Les poètes morts n'écrivent pas de romans policiers

Un poète de renom qui se met à écrire un polar mais qui meurt avant de le boucler. Un policier poète, lecteur de la victime, qui découvre qu'il s'agit bien d'un meurtre et non d'un suicide littéraire et obtient de mener l'enquête. Un éditeur sans concession qui franchit la ligne rouge en découvrant le corps du poète, "son" poète qu'il avait convaincu de s'essayer au polar, genre très suédois et susceptible d'être très rémunérateur. L'égérie du poète, son ange gardien, qui admire tant le poète qu'elle ne peut accepter l'idée qu'il vende son âme de poète sur l'autel des profits éditoriaux. Une enquête qui repose sur le manuscrit du polar inachevé (donc un polar qui repose sur un polar). Un vrai auteur de polar, ami du poète, conseiller en écriture ès polar, qui aide à l'enquête sans rien faire mais qui est trempé dans cette affaire crimino-littéraire jusqu'au cou. Le personnage principal du polar inachevé que son auteur, le poète assassiné, fait très fortement ressembler au policier qui enquête sur sa mort, qu'il nomme Martinson en référence à un auteur très cher à notre auteur, le vrai, bien vivant, Björn Larsson, écrivain autant que marin. Un docker lui aussi amateur de poésie depuis qu'il a sympathisé avec la victime, car celle ci vivait sur un bateau de pêche installé à quai. L'arme du crime apparaît être un stylo à encre... Peut-on imaginer un instrument létal a priori plus inoffensif et littéraire?...

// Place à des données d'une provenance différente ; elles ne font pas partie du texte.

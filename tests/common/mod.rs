#![allow(dead_code)]

use async_trait::async_trait;
use axum::Router;
use serde_json::{Value, json};
use spade_client::rpc::ClientResult;
use spade_client::spade::RequestSigner;
use std::time::Duration;

/// Serves `router` on an ephemeral loopback port; returns `http://127.0.0.1:PORT`.
pub async fn serve(router: Router) -> String {
    let listener = tokio::net::TcpListener::bind("127.0.0.1:0")
        .await
        .expect("bind loopback");
    let addr = listener.local_addr().expect("local addr");
    tokio::spawn(async move {
        axum::serve(listener, router)
            .await
            .expect("fake server should not fail");
    });
    format!("http://{addr}")
}

pub fn http_client() -> reqwest::Client {
    spade_client::rpc::build_http_client(false, Duration::from_secs(5)).expect("http client")
}

pub fn rpc_result(req: &Value, result: Value) -> Value {
    json!({"jsonrpc": "2.0", "id": req["id"].clone(), "result": result})
}

pub fn rpc_error(req: &Value, code: i64, message: &str) -> Value {
    json!({"jsonrpc": "2.0", "id": req["id"].clone(), "error": {"code": code, "message": message}})
}

/// Hands out a fixed `Authorization` value.
pub struct StaticSigner(pub String);

#[async_trait]
impl RequestSigner for StaticSigner {
    async fn authorization(&self) -> ClientResult<String> {
        Ok(self.0.clone())
    }
}
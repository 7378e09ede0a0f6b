//! Server Module
//!
//! The raw request handlers: stateless translation of external
//! get/put/delete/scan requests into operations against the storage
//! contract.
//!
//! ## Failure semantics
//! Any error propagated from the storage layer aborts the handler and
//! surfaces verbatim to the caller; no retries happen at this layer, and a
//! failing handler never returns a partial payload alongside an error.
//! Readers and iterators are scoped to the handler body, so they are
//! released on every path, including error paths.

use bytes::Bytes;

use crate::error::Result;
use crate::protocol::{
    KvPair, RawDeleteRequest, RawDeleteResponse, RawGetRequest, RawGetResponse, RawPutRequest,
    RawPutResponse, RawScanRequest, RawScanResponse,
};
use crate::storage::{CfIterator, Modify, Storage, StorageReader};

/// Raw request server over one storage handle.
///
/// Handlers share no mutable state beyond the storage handle they close
/// over; multiple requests may execute concurrently against the same
/// instance.
pub struct Server<S> {
    storage: S,
}

impl<S: Storage> Server<S> {
    /// Create a server over the given storage backend
    pub fn new(storage: S) -> Self {
        Self { storage }
    }

    /// Access the underlying storage handle
    pub fn storage(&self) -> &S {
        &self.storage
    }

    /// Get the value stored under the request's cf/key.
    ///
    /// Absence is reported through the `not_found` flag, not an error.
    pub fn raw_get(&self, req: RawGetRequest) -> Result<RawGetResponse> {
        let reader = self.storage.reader(&req.context)?;
        let value = reader.get_cf(&req.cf, &req.key)?;
        reader.close();

        Ok(match value {
            Some(value) => RawGetResponse::found(value),
            None => RawGetResponse::not_found(),
        })
    }

    /// Store the request's key-value pair in its cf.
    pub fn raw_put(&self, req: RawPutRequest) -> Result<RawPutResponse> {
        let modify = Modify::put(req.cf, req.key, req.value);
        self.storage.write(&req.context, vec![modify])?;
        Ok(RawPutResponse)
    }

    /// Remove the request's key from its cf.
    pub fn raw_delete(&self, req: RawDeleteRequest) -> Result<RawDeleteResponse> {
        let modify = Modify::delete(req.cf, req.key);
        self.storage.write(&req.context, vec![modify])?;
        Ok(RawDeleteResponse)
    }

    /// Scan ascending from the first key >= `start_key`, collecting up to
    /// `limit` pairs.
    ///
    /// Fewer than `limit` pairs is normal termination. Each returned pair
    /// is an independent copy, never aliased to engine-internal buffers.
    pub fn raw_scan(&self, req: RawScanRequest) -> Result<RawScanResponse> {
        let reader = self.storage.reader(&req.context)?;
        let mut iter = reader.iter_cf(&req.cf)?;
        iter.seek(&req.start_key)?;

        let mut kvs = Vec::new();
        while kvs.len() < req.limit as usize {
            let Some((key, value)) = iter.current() else {
                break;
            };
            kvs.push(KvPair::new(
                Bytes::copy_from_slice(key),
                Bytes::copy_from_slice(value),
            ));
            iter.next()?;
        }

        tracing::debug!("raw_scan cf={} returned {} pairs", req.cf, kvs.len());

        drop(iter);
        reader.close();
        Ok(RawScanResponse { kvs })
    }
}
//! Tests for the raw request handlers
//!
//! These tests verify the end-to-end handler semantics:
//! - Absence reported through the not_found flag, never an error
//! - Put/get round-trips and delete
//! - Column family isolation
//! - Scan ordering, limit, and short-circuit behavior
//! - Snapshot isolation and handler-level concurrency

use bytes::Bytes;

use rawkv::protocol::{
    RawDeleteRequest, RawGetRequest, RawPutRequest, RawScanRequest, RequestContext,
};
use rawkv::{Server, StandaloneStorage, Storage, StorageReader};

// =============================================================================
// Helper Functions
// =============================================================================

fn server() -> Server<StandaloneStorage> {
    Server::new(StandaloneStorage::in_memory().unwrap())
}

fn ctx() -> RequestContext {
    RequestContext::default()
}

fn raw_put(server: &Server<StandaloneStorage>, cf: &str, key: &'static [u8], value: &'static [u8]) {
    server
        .raw_put(RawPutRequest {
            context: ctx(),
            cf: cf.to_string(),
            key: Bytes::from_static(key),
            value: Bytes::from_static(value),
        })
        .unwrap();
}

fn raw_get(
    server: &Server<StandaloneStorage>,
    cf: &str,
    key: &'static [u8],
) -> (Bytes, bool) {
    let resp = server
        .raw_get(RawGetRequest {
            context: ctx(),
            cf: cf.to_string(),
            key: Bytes::from_static(key),
        })
        .unwrap();
    (resp.value, resp.not_found)
}

fn raw_scan(
    server: &Server<StandaloneStorage>,
    cf: &str,
    start_key: &'static [u8],
    limit: u32,
) -> Vec<(Bytes, Bytes)> {
    server
        .raw_scan(RawScanRequest {
            context: ctx(),
            cf: cf.to_string(),
            start_key: Bytes::from_static(start_key),
            limit,
        })
        .unwrap()
        .kvs
        .into_iter()
        .map(|pair| (pair.key, pair.value))
        .collect()
}

// =============================================================================
// Get/Put/Delete Tests
// =============================================================================

#[test]
fn test_get_absent_sets_not_found() {
    let server = server();

    let (value, not_found) = raw_get(&server, "default", b"never_written");

    assert!(not_found);
    assert!(value.is_empty());
}

#[test]
fn test_put_get_round_trip() {
    let server = server();
    raw_put(&server, "default", b"key1", b"value1");

    let (value, not_found) = raw_get(&server, "default", b"key1");

    assert!(!not_found);
    assert_eq!(value, Bytes::from_static(b"value1"));
}

#[test]
fn test_put_overwrites_previous_value() {
    let server = server();
    raw_put(&server, "default", b"key1", b"old");
    raw_put(&server, "default", b"key1", b"new");

    let (value, not_found) = raw_get(&server, "default", b"key1");

    assert!(!not_found);
    assert_eq!(value, Bytes::from_static(b"new"));
}

#[test]
fn test_delete_erases() {
    let server = server();
    raw_put(&server, "default", b"key1", b"value1");

    server
        .raw_delete(RawDeleteRequest {
            context: ctx(),
            cf: "default".to_string(),
            key: Bytes::from_static(b"key1"),
        })
        .unwrap();

    let (_, not_found) = raw_get(&server, "default", b"key1");
    assert!(not_found);
}

#[test]
fn test_cf_isolation() {
    let server = server();
    raw_put(&server, "cf1", b"shared", b"v1");

    let (_, not_found) = raw_get(&server, "cf2", b"shared");
    assert!(not_found);

    raw_put(&server, "cf2", b"shared", b"v2");
    assert_eq!(raw_get(&server, "cf1", b"shared").0, Bytes::from_static(b"v1"));
    assert_eq!(raw_get(&server, "cf2", b"shared").0, Bytes::from_static(b"v2"));
}

// =============================================================================
// Scan Tests
// =============================================================================

#[test]
fn test_scan_ordering_and_limit() {
    let server = server();
    // Arbitrary insertion order
    raw_put(&server, "default", b"c", b"3");
    raw_put(&server, "default", b"a", b"1");
    raw_put(&server, "default", b"d", b"4");
    raw_put(&server, "default", b"b", b"2");

    let kvs = raw_scan(&server, "default", b"b", 2);

    assert_eq!(
        kvs,
        vec![
            (Bytes::from_static(b"b"), Bytes::from_static(b"2")),
            (Bytes::from_static(b"c"), Bytes::from_static(b"3")),
        ]
    );
}

#[test]
fn test_scan_short_circuit() {
    let server = server();
    raw_put(&server, "default", b"x", b"1");
    raw_put(&server, "default", b"y", b"2");

    let kvs = raw_scan(&server, "default", b"x", 10);

    assert_eq!(kvs.len(), 2);
    assert_eq!(kvs[0].0, Bytes::from_static(b"x"));
    assert_eq!(kvs[1].0, Bytes::from_static(b"y"));
}

#[test]
fn test_scan_starts_at_first_key_geq_start() {
    let server = server();
    raw_put(&server, "default", b"a", b"1");
    raw_put(&server, "default", b"c", b"3");

    let kvs = raw_scan(&server, "default", b"b", 10);

    assert_eq!(kvs.len(), 1);
    assert_eq!(kvs[0].0, Bytes::from_static(b"c"));
}

#[test]
fn test_scan_past_last_key_is_empty() {
    let server = server();
    raw_put(&server, "default", b"a", b"1");

    assert!(raw_scan(&server, "default", b"z", 10).is_empty());
}

#[test]
fn test_scan_missing_cf_is_empty() {
    let server = server();
    assert!(raw_scan(&server, "never_written", b"", 10).is_empty());
}

#[test]
fn test_scan_limit_zero_is_empty() {
    let server = server();
    raw_put(&server, "default", b"a", b"1");

    assert!(raw_scan(&server, "default", b"", 0).is_empty());
}

#[test]
fn test_scan_does_not_cross_cf() {
    let server = server();
    raw_put(&server, "cf1", b"a", b"1");
    raw_put(&server, "cf2", b"b", b"2");

    let kvs = raw_scan(&server, "cf1", b"", 10);

    assert_eq!(kvs.len(), 1);
    assert_eq!(kvs[0].0, Bytes::from_static(b"a"));
}

// =============================================================================
// Snapshot Isolation Tests
// =============================================================================

#[test]
fn test_reader_ignores_put_issued_after_acquisition() {
    let server = server();
    let reader = server.storage().reader(&ctx()).unwrap();

    raw_put(&server, "default", b"k", b"v");

    assert_eq!(reader.get_cf("default", b"k").unwrap(), None);
    reader.close();

    let (_, not_found) = raw_get(&server, "default", b"k");
    assert!(!not_found);
}

// =============================================================================
// Concurrency Tests
// =============================================================================

#[test]
fn test_concurrent_handlers_over_one_storage() {
    let server = server();
    let server = &server;

    crossbeam::thread::scope(|s| {
        for t in 0u8..4 {
            s.spawn(move |_| {
                for i in 0u8..16 {
                    let key = Bytes::from(vec![t, i]);
                    server
                        .raw_put(RawPutRequest {
                            context: ctx(),
                            cf: "default".to_string(),
                            key: key.clone(),
                            value: Bytes::from(vec![i]),
                        })
                        .unwrap();

                    let resp = server
                        .raw_get(RawGetRequest {
                            context: ctx(),
                            cf: "default".to_string(),
                            key,
                        })
                        .unwrap();
                    assert!(!resp.not_found);
                    assert_eq!(resp.value, Bytes::from(vec![i]));
                }
            });
        }
    })
    .unwrap();

    // 4 writers x 16 distinct keys
    let kvs = raw_scan(server, "default", b"", 100);
    assert_eq!(kvs.len(), 64);
}
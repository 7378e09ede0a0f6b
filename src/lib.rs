//! # RawKV
//!
//! A single-node, column-family key-value storage core:
//! - A uniform storage contract (point reads, ordered scans, batched writes),
//!   scoped by named keyspaces (column families)
//! - A standalone backend adapting an embedded, durable, sorted engine
//! - A raw request layer translating get/put/delete/scan requests into
//!   operations against that contract
//!
//! ## Architecture Overview
//!
//! ```text
//! ┌─────────────────────────────────────────────────────────────┐
//! │                     External RPC Layer                       │
//! │              (framing/transport out of scope)                │
//! └─────────────────────┬───────────────────────────────────────┘
//!                       │
//! ┌─────────────────────▼───────────────────────────────────────┐
//! │                    Raw Request Handlers                      │
//! │              (Get / Put / Delete / Scan)                     │
//! └─────────────────────┬───────────────────────────────────────┘
//!                       │
//!          ┌────────────┴────────────┐
//!          │                         │
//!          ▼                         ▼
//!   ┌─────────────┐          ┌──────────────┐
//!   │   Storage   │          │StorageReader │
//!   │   (Write)   │          │  (snapshot)  │
//!   └──────┬──────┘          └──────┬───────┘
//!          │                        │
//!          └───────────┬────────────┘
//!                      ▼
//!              ┌──────────────┐
//!              │  Embedded    │
//!              │ Engine (redb)│
//!              └──────────────┘
//! ```
//!
//! Readers hold a consistent point-in-time snapshot of the engine; writes
//! issued after a reader was acquired are never visible through it, and
//! writers never block on open readers.

// =============================================================================
// Module Declarations
// =============================================================================

pub mod config;
pub mod error;

pub mod protocol;
pub mod server;
pub mod storage;

// =============================================================================
// Public API Re-exports
// =============================================================================

pub use config::Config;
pub use error::{KvError, Result};
pub use server::Server;
pub use storage::{CfIterator, Modify, StandaloneStorage, Storage, StorageReader};

// =============================================================================
// Version Info
// =============================================================================

/// Current version of RawKV
pub const VERSION: &str = env!("CARGO_PKG_VERSION");
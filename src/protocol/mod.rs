//! Protocol Module
//!
//! Request and response records exchanged with the external RPC layer.
//!
//! Only the semantic contract lives here; wire framing belongs to the
//! transport that embeds this crate. Every record is serde-serializable so
//! a transport can pick its own encoding.
//!
//! | Operation | Input fields              | Output fields            |
//! |-----------|---------------------------|--------------------------|
//! | Get       | cf, key                   | value, not_found         |
//! | Put       | cf, key, value            | (empty success)          |
//! | Delete    | cf, key                   | (empty success)          |
//! | Scan      | cf, start_key, limit      | kvs (ascending, ≤ limit) |
//!
//! All requests additionally carry an opaque [`RequestContext`] passed
//! through unexamined to the storage layer.

mod request;
mod response;

pub use request::{
    RawDeleteRequest, RawGetRequest, RawPutRequest, RawScanRequest, RequestContext,
};
pub use response::{
    KvPair, RawDeleteResponse, RawGetResponse, RawPutResponse, RawScanResponse,
};
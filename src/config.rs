//! Viewer settings.
//!
//! Every value has a default, so a config file only needs to name what it changes. The file is
//! JSON and is looked up at `$MESHVIEW_CONFIG`, or `meshview/config.json` inside the platform
//! config directory.

use std::path::{Path, PathBuf};

use glam::{Vec3, Vec4};
use serde::Deserialize;

use crate::abs::ShaderSources;

pub const CONFIG_ENV: &str = "MESHVIEW_CONFIG";

#[derive(Clone, Debug, PartialEq, Deserialize)]
#[serde(default)]
pub struct WindowConfig {
    pub title: String,
    pub width: u32,
    pub height: u32,
    /// Requested OpenGL core profile version, major then minor.
    pub gl_version: [u8; 2],
    /// Multisample count, 0 disables multisampling.
    pub samples: u8,
}

impl Default for WindowConfig {
    fn default() -> Self {
        Self {
            title: "OpenGL Scene".to_string(),
            width: 512,
            height: 512,
            gl_version: [4, 6],
            samples: 4,
        }
    }
}

#[derive(Clone, Debug, PartialEq, Deserialize)]
#[serde(default)]
pub struct CameraConfig {
    /// Vertical field of view in radians.
    pub fov: f32,
    pub near: f32,
    pub far: f32,
    /// Distance from the camera to the object along Z.
    pub distance: f32,
}

impl Default for CameraConfig {
    fn default() -> Self {
        Self {
            fov: std::f32::consts::FRAC_PI_2,
            near: 0.1,
            far: 2000.0,
            distance: 5.0,
        }
    }
}

#[derive(Clone, Debug, PartialEq, Deserialize)]
#[serde(default)]
pub struct AnimationConfig {
    /// Rotation about the Y axis applied every frame, in radians.
    pub rotation_step: f32,
    pub frame_delay_ms: u64,
}

impl Default for AnimationConfig {
    fn default() -> Self {
        Self {
            rotation_step: 0.0174533,
            frame_delay_ms: 10,
        }
    }
}

#[derive(Clone, Debug, PartialEq, Deserialize)]
#[serde(default)]
pub struct RenderConfig {
    pub clear_color: [f32; 4],
    pub light_dir: [f32; 3],
}

impl RenderConfig {
    pub fn clear_color(&self) -> Vec4 {
        Vec4::from_array(self.clear_color)
    }

    pub fn light_dir(&self) -> Vec3 {
        Vec3::from_array(self.light_dir).normalize_or(Vec3::Y)
    }
}

impl Default for RenderConfig {
    fn default() -> Self {
        Self {
            clear_color: [0.2, 0.3, 0.3, 1.0],
            light_dir: [0.3, 1.0, 0.5],
        }
    }
}

#[derive(Clone, Debug, PartialEq, Deserialize)]
#[serde(default)]
pub struct ShaderConfig {
    pub vertex: PathBuf,
    pub geometry: Option<PathBuf>,
    pub fragment: PathBuf,
}

impl ShaderConfig {
    pub fn sources(&self) -> ShaderSources {
        ShaderSources::new(&self.vertex, self.geometry.clone(), &self.fragment)
    }
}

impl Default for ShaderConfig {
    fn default() -> Self {
        Self {
            vertex: PathBuf::from("shaders/vertex.glsl"),
            geometry: None,
            fragment: PathBuf::from("shaders/fragment.glsl"),
        }
    }
}

/// All viewer settings.
#[derive(Clone, Debug, Default, PartialEq, Deserialize)]
#[serde(default)]
pub struct ViewerConfig {
    pub window: WindowConfig,
    pub camera: CameraConfig,
    pub animation: AnimationConfig,
    pub render: RenderConfig,
    pub shaders: ShaderConfig,
}

impl ViewerConfig {
    /// Parses settings from a JSON document.
    pub fn from_json(s: &str) -> Result<Self, String> {
        serde_json::from_str(s).map_err(|e| e.to_string())
    }

    /// Where the config file is looked up, if anywhere.
    pub fn default_path() -> Option<PathBuf> {
        match std::env::var_os(CONFIG_ENV) {
            Some(path) => Some(PathBuf::from(path)),
            None => dirs::config_dir().map(|dir| dir.join("meshview").join("config.json")),
        }
    }

    /// Loads settings from `path`. A missing file gives the defaults.
    pub fn load(path: &Path) -> Result<Self, String> {
        match std::fs::read_to_string(path) {
            Ok(contents) => {
                Self::from_json(&contents).map_err(|e| format!("{}: {}", path.display(), e))
            }
            Err(e) if e.kind() == std::io::ErrorKind::NotFound => {
                log::debug!("No config at {}, using defaults", path.display());
                Ok(Self::default())
            }
            Err(e) => Err(format!("{}: {}", path.display(), e)),
        }
    }
}

#[cfg(test)]
mod tests {
    use super::*;

    #[test]
    fn test_defaults() {
        let config = ViewerConfig::default();
        assert_eq!(config.window.width, 512);
        assert_eq!(config.window.gl_version, [4, 6]);
        assert_eq!(config.camera.far, 2000.0);
        assert_eq!(config.shaders.geometry, None);
        assert_eq!(config.shaders.sources().stages().len(), 2);
    }

    #[test]
    fn test_partial_json() {
        let config = ViewerConfig::from_json(
            r#"{ "window": { "title": "Bunny" }, "shaders": { "geometry": "shaders/wire.geom" } }"#,
        )
        .unwrap();
        assert_eq!(config.window.title, "Bunny");
        assert_eq!(config.window.height, 512);
        assert_eq!(
            config.shaders.geometry,
            Some(PathBuf::from("shaders/wire.geom"))
        );
        assert_eq!(config.shaders.vertex, PathBuf::from("shaders/vertex.glsl"));
        assert_eq!(config.animation, AnimationConfig::default());
    }

    #[test]
    fn test_malformed_json() {
        assert!(ViewerConfig::from_json("{ \"window\": 3 }").is_err());
        assert!(ViewerConfig::from_json("not json").is_err());
    }

    #[test]
    fn test_missing_file_gives_defaults() {
        let config = ViewerConfig::load(Path::new("no/such/meshview.json")).unwrap();
        assert_eq!(config, ViewerConfig::default());
    }

    #[test]
    fn test_light_dir_normalized() {
        let render = RenderConfig {
            light_dir: [0.0, 2.0, 0.0],
            ..Default::default()
        };
        assert_eq!(render.light_dir(), Vec3::Y);

        let render = RenderConfig {
            light_dir: [0.0; 3],
            ..Default::default()
        };
        assert_eq!(render.light_dir(), Vec3::Y);
    }
}
//! Log output setup.

use log::LevelFilter;

pub const LOG_ENV: &str = "MESHVIEW_LOG";

/// Parses a level name, falling back to `Info` for anything unknown.
pub fn level_from_str(level: &str) -> LevelFilter {
    level.trim().parse().unwrap_or(LevelFilter::Info)
}

/// Sends log records to stderr, with the level taken from `$MESHVIEW_LOG`.
pub fn init() -> Result<(), log::SetLoggerError> {
    let level = std::env::var(LOG_ENV)
        .map(|level| level_from_str(&level))
        .unwrap_or(LevelFilter::Info);

    fern::Dispatch::new()
        .format(|out, message, record| {
            out.finish(format_args!(
                "[{} {} {}] {}",
                chrono::Local::now().format("%H:%M:%S%.3f"),
                record.level(),
                record.target(),
                message
            ))
        })
        .level(level)
        .chain(std::io::stderr())
        .apply()
}
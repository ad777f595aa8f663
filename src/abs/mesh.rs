//! Mesh management module.
//!
//! This module defines the [`Mesh`] struct for managing mesh data on the GPU side.
//! Vertices should implement the [`Vertex`] trait.

use std::sync::Arc;

use glow::HasContext;

/// Trait that defines the necessary methods for a vertex.
pub trait Vertex {
    /// Sets up the vertex attribute pointers for the vertex.
    fn vertex_attribs(gl: &glow::Context);
}

/// Reinterprets a slice of plain vertex or index data as bytes for upload.
fn as_bytes<T>(data: &[T]) -> &[u8] {
    unsafe { std::slice::from_raw_parts(data.as_ptr() as *const u8, std::mem::size_of_val(data)) }
}

/// Represents a mesh stored on the GPU side.
pub struct Mesh {
    gl: Arc<glow::Context>,
    draw_mode: u32,
    vao: glow::VertexArray,
    vbo: glow::Buffer,
    ebo: glow::Buffer,
    index_count: usize,
}

impl Mesh {
    /// Uploads the given vertex and index data into a new vertex array.
    pub fn new<V: Vertex>(
        gl: &Arc<glow::Context>,
        vertices: &[V],
        indices: &[u32],
        draw_mode: u32,
    ) -> Result<Self, String> {
        unsafe {
            let vao = gl.create_vertex_array()?;
            let vbo = gl.create_buffer()?;
            let ebo = gl.create_buffer()?;

            gl.bind_vertex_array(Some(vao));
            gl.bind_buffer(glow::ARRAY_BUFFER, Some(vbo));
            gl.buffer_data_u8_slice(glow::ARRAY_BUFFER, as_bytes(vertices), glow::STATIC_DRAW);

            gl.bind_buffer(glow::ELEMENT_ARRAY_BUFFER, Some(ebo));
            gl.buffer_data_u8_slice(
                glow::ELEMENT_ARRAY_BUFFER,
                as_bytes(indices),
                glow::STATIC_DRAW,
            );

            V::vertex_attribs(gl);

            gl.bind_vertex_array(None);
            gl.bind_buffer(glow::ARRAY_BUFFER, None);
            gl.bind_buffer(glow::ELEMENT_ARRAY_BUFFER, None);

            Ok(Self {
                gl: Arc::clone(gl),
                draw_mode,
                vao,
                vbo,
                ebo,
                index_count: indices.len(),
            })
        }
    }

    /// Draws the mesh.
    pub fn draw(&self) {
        unsafe {
            self.gl.bind_vertex_array(Some(self.vao));
            self.gl
                .draw_elements(self.draw_mode, self.index_count as i32, glow::UNSIGNED_INT, 0);
            self.gl.bind_vertex_array(None);
        }
    }

    /// Returns the number of indices drawn by the mesh.
    pub fn index_count(&self) -> usize {
        self.index_count
    }
}

impl Drop for Mesh {
    fn drop(&mut self) {
        unsafe {
            self.gl.delete_buffer(self.vbo);
            self.gl.delete_buffer(self.ebo);
            self.gl.delete_vertex_array(self.vao);
        }
    }
}
//! SDL2 and OpenGL application management.
//!
//! This module defines the [`App`] struct which encapsulates the SDL2
//! and OpenGL context necessary for creating a windowed application.

use std::sync::Arc;

use glow::HasContext;

use crate::config::WindowConfig;

/// The [`App`] struct encapsulates the SDL2 and OpenGL context.
pub struct App {
    pub sdl: sdl2::Sdl,
    pub video_subsystem: sdl2::VideoSubsystem,
    pub window: sdl2::video::Window,
    pub gl_context: sdl2::video::GLContext,
    pub gl: Arc<glow::Context>,
    pub event_pump: sdl2::EventPump,
}

impl App {
    /// Creates a window with a current OpenGL core profile context as described by `config`.
    pub fn new(config: &WindowConfig) -> Result<Self, String> {
        let sdl = sdl2::init()?;
        let video_subsystem = sdl.video()?;

        let gl_attr = video_subsystem.gl_attr();
        gl_attr.set_context_profile(sdl2::video::GLProfile::Core);
        gl_attr.set_context_version(config.gl_version[0], config.gl_version[1]);
        if config.samples > 0 {
            gl_attr.set_multisample_buffers(1);
            gl_attr.set_multisample_samples(config.samples);
        }

        let window = video_subsystem
            .window(&config.title, config.width, config.height)
            .opengl()
            .resizable()
            .build()
            .map_err(|e| e.to_string())?;
        let gl_context = window.gl_create_context()?;
        window.gl_make_current(&gl_context)?;

        let gl = unsafe {
            glow::Context::from_loader_function(|s| {
                video_subsystem.gl_get_proc_address(s) as *const _
            })
        };
        let event_pump = sdl.event_pump()?;
        let gl = Arc::new(gl);

        log::info!("OpenGL {}", unsafe {
            gl.get_parameter_string(glow::VERSION)
        });

        Ok(Self {
            sdl,
            video_subsystem,
            window,
            gl_context,
            gl,
            event_pump,
        })
    }

    /// Size of the drawable area in pixels.
    pub fn drawable_size(&self) -> (u32, u32) {
        self.window.drawable_size()
    }
}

Voilà donc un polar suédois, un de plus, qui est un vrai jeu littéraire, plein d'ironie (une ironie parfois noire, quand même), et même d'auto-ironie de la part de son auteur. Après quelques décennies de mode, chaque ville, chaque village de Suède en est arrivé à avoir son enquêteur attitré. Ironie vacharde sur ce monde de l'édition qui exploite sans retenue le filon qui marche, ici celui du polar "made in Sweden", quitte à cacher le manque d'exigence littéraire derrière la volonté de dénoncer... la richesse cynique des riches ou quelque autre cause alibi. Et peut-être même, pourquoi pas, le monde de l'édition, des fabriques à bestsellers, par exemple! Mais le phénomène n'est pas que suédois et il a d'ailleurs été bien alimenté par les politiques de traduction. Chez nous aussi, tout éditeur un peu sérieux se devait, et se doit peut-être encore, d'avoir son auteur de polar du nord, suédois ou islandais de préférence. Pas sûr que cet engouement profite aux poètes, que ce soit le Jan Y du roman ou le bien réel Tomas Tranströmer ( auxquels il est plusieurs fois fait référence. C'est un polar "doublement littéraire" qui nous est ici offert, par les jeux de miroir et de référence mais aussi par l'introduction qu'il peut constituer à d'autres œuvres, d'autres écrivains chers à l'auteur, essentiellement Tomas Tranströmer juste cité ((Voir l’œuvre complète en Poésie Gallimard, ou les premières éditions française au Castor Astral.)) et Harry Martinson((Ecrivain "prolétarien" auteur d'un récit "fantastique", Aniara, que Björn Larsson a co-traduit avec Philippe Bouquet, publié par Agone.)). Il nous incite aussi à aller découvrir la poésie du "nègre" de Jan Y, le français Yvon Le Men.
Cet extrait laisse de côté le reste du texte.